あなたが「なぜ公務員を目指しているのか」を、これまでの経験とこれからやりたいことと結びつけて考えなければなりません。
公務員試験の面接で聞かれる定番の質問の答え方の記事も見ていただくことで、より具体的な質問について知ることができます。

4 採用された場合の待遇について

さて、ここまでは試験の内容について見てきましたが、経験者採用は試験の内容が違うだけではありません。
実際に公務員として省庁や自治体に入庁し働くことになった場合、経験者採用の場合、一般試験で採用された人とは役職や給与が異なります(公務員は給料ではなく「給与」といいます)。

一般試験で入庁した人は末端の職員(主事などと言われます)からスタートします。

当然、社会人経験もない人に最初から役職を与えることはありえませんので違和感はないでしょう。そして給与についても、いわゆる大卒の初任給の金額からのスタートとなります。

これに対し、経験者採用では最初から役職がつくことを前提として採用される場合もあります。
例えば、特別区では職務経験の年数に応じて役職が異なります(8年以上の職務経験で主任主事からのスタートとなります)。

また、国家一般職では係長級の職員を採用するための試験となっています。

このような役職つきの採用でなくても経験者採用であればスタート時の給与に差が出てきます。公務員の場合、以下のような俸給表という表をベースに給与が決められます。

棒給表

職務年数や役職によって「級」や「号」が上がっていく(位が上がっていくイメージ)のですが、経験者採用で採用された場合、最初から高めに設定されているのです。

例えば、横浜市では受験案内において以下のような例が記載されています。

・22歳で大学を卒業し、民間企業における正社員の職務経験が6年、青年海外協力隊経験が2年あり、無職の期間2年を経て、採用時の年齢が 32 歳の場合 →256,244円
・22歳で大学を卒業し、民間企業における正社員の職務経験が10年あり、採用時の年齢が32歳の場合 →261,116円
・22歳で大学を卒業し、民間企業における正社員の職務経験が18年あり、採用時の年齢が40歳の場合 →302,528円

これはあくまで例であり、「個々の採用前の職歴の有無・内容に応じて決定するため、金額は異なります。
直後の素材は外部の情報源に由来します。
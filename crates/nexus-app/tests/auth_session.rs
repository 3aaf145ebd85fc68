mod common;

use common::{Harness, LOGIN_URL, STAFF_TOKEN, STUDENT_TOKEN};
use nexus_app::guard::{self, Access};
use nexus_app::pages::ResourcesPage;
use nexus_app::{Navigation, Outcome, Route};
use nexus_auth::{AuthError, TokenStore};
use pretty_assertions::assert_eq;

#[tokio::test]
async fn no_token_means_no_request_and_no_user() {
    let mut harness = Harness::new(None, true);
    let session = &mut harness.session;

    assert!(session.auth.is_loading());
    assert!(session.auth.fetch_user(&session.api).await.is_none());
    assert!(!session.auth.is_loading());
    assert!(harness.api().calls().is_empty());
}

#[tokio::test]
async fn valid_token_loads_the_user() {
    let harness = Harness::signed_in(STAFF_TOKEN).await;
    let user = harness.session.auth.user().expect("user loaded");
    assert_eq!(user.login, "bwayne");
    assert!(harness.session.is_staff());
    assert_eq!(harness.api().calls(), vec!["GET /auth/me"]);
}

#[tokio::test]
async fn rejected_token_is_cleared() {
    let mut harness = Harness::new(Some("forged"), true);
    let session = &mut harness.session;

    assert!(session.auth.fetch_user(&session.api).await.is_none());
    assert_eq!(harness.tokens.load(), None);
    assert_eq!(
        guard::check_store(harness.tokens.as_ref()),
        Access::Redirect(Route::Login)
    );
}

#[tokio::test]
async fn callback_stores_token_and_loads_user() {
    let mut harness = Harness::new(None, true);
    let session = &mut harness.session;

    let url = format!("http://127.0.0.1:5173/callback?token={STUDENT_TOKEN}&state=abc");
    let user = session
        .auth
        .complete_callback(&session.api, &url, Some("abc"))
        .await
        .expect("callback accepted");
    assert_eq!(user.login, "asmith");
    assert_eq!(harness.tokens.load().as_deref(), Some(STUDENT_TOKEN));
}

#[tokio::test]
async fn callback_without_token_changes_nothing() {
    let mut harness = Harness::new(None, true);
    let session = &mut harness.session;

    let err = session
        .auth
        .complete_callback(&session.api, "/callback?state=abc", Some("abc"))
        .await
        .expect_err("no token");
    assert!(matches!(err, AuthError::MissingToken));
    assert_eq!(harness.tokens.load(), None);
    assert!(harness.api().calls().is_empty());
}

#[tokio::test]
async fn callback_with_wrong_state_is_refused() {
    let mut harness = Harness::new(None, true);
    let session = &mut harness.session;

    let err = session
        .auth
        .complete_callback(&session.api, "/callback?token=t&state=evil", Some("abc"))
        .await
        .expect_err("state differs");
    assert!(matches!(err, AuthError::StateMismatch));
    assert_eq!(harness.tokens.load(), None);
}

#[tokio::test]
async fn logout_clears_everything_and_guard_redirects() {
    let mut harness = Harness::signed_in(STUDENT_TOKEN).await;
    assert_eq!(
        guard::check_route(Route::Dashboard, harness.tokens.as_ref()),
        Access::Admit
    );

    let next = harness.session.auth.logout();
    assert_eq!(next, Navigation::Route(Route::Login));
    assert!(harness.session.auth.user().is_none());
    assert_eq!(
        guard::check_route(Route::Dashboard, harness.tokens.as_ref()),
        Access::Redirect(Route::Login)
    );
}

#[test]
fn login_navigates_to_provider() {
    let harness = Harness::new(None, true);
    assert_eq!(
        harness.session.auth.login(),
        Navigation::External(LOGIN_URL.to_string())
    );
}

#[tokio::test]
async fn revoked_token_mid_session_signs_out() {
    let mut harness = Harness::signed_in(STUDENT_TOKEN).await;
    harness.tokens.store("revoked").expect("store");

    let mut page = ResourcesPage::default();
    let outcome = page.refresh(&mut harness.session).await;

    assert_eq!(outcome, Outcome::SignedOut);
    assert!(harness.session.auth.user().is_none());
    assert_eq!(harness.tokens.load(), None);
}

#[tokio::test]
async fn projects_load_for_filters() {
    let mut harness = Harness::signed_in(STUDENT_TOKEN).await;
    let session = &mut harness.session;

    session.projects.fetch_projects(&session.api).await;
    let names: Vec<&str> = session.projects.projects().iter().map(|p| p.name.as_str()).collect();
    assert_eq!(names, vec!["minishell", "ft_printf"]);
    assert_eq!(session.projects.find("ft-printf").map(|p| p.id), Some(2));
    assert_eq!(session.projects.find("1").map(|p| p.name.as_str()), Some("minishell"));
}

#[tokio::test]
async fn failed_project_fetch_leaves_list_empty() {
    let mut harness = Harness::signed_in(STUDENT_TOKEN).await;
    harness.api().break_calls("GET /projects");
    let session = &mut harness.session;

    assert!(session.projects.fetch_projects(&session.api).await.is_empty());
    assert!(!session.projects.is_loading());
    assert!(session.projects.find("minishell").is_none());
    assert!(session.auth.user().is_some());
}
」としていますが、どの自治体でも職務経験がある人はそれまでの経歴を考慮されるためスタートの給与が高めとなるのです。

なお、公務員の給与について詳しく知りたいという方は公務員の給料や年収について知っておきたい基礎知識まとめを参考にしていただくとよいでしょう。

そして役職や給与が高いということは当然、末端職員とは違い役職に応じた仕事が任されるため責任感が違います。入庁して1年目では通常任されないような仕事も経験者採用であれば任されるのが普通です。

それだけ仕事についてのパフォーマンスは期待されているということも認識しておいたほうがよいでしょう。

5 まとめ

経験者採用試験はあなたが仕事に対してどのように取り組み、それを行政の仕事としてどのように生かすかを伝えることが重要です。

受験のための要件は決して易しくはありませんが、一般で入るよりも責任のある仕事を任されるのでやりがいを感じることができますので、ぜひチャレンジしてみてはいかがでしょうか。

また、要件を満たさない方も地方公務員は年齢制限を引き上げしている傾向にあるのため、諦める前に志望する自治体の受験要項を確認してみるとよいでしょう。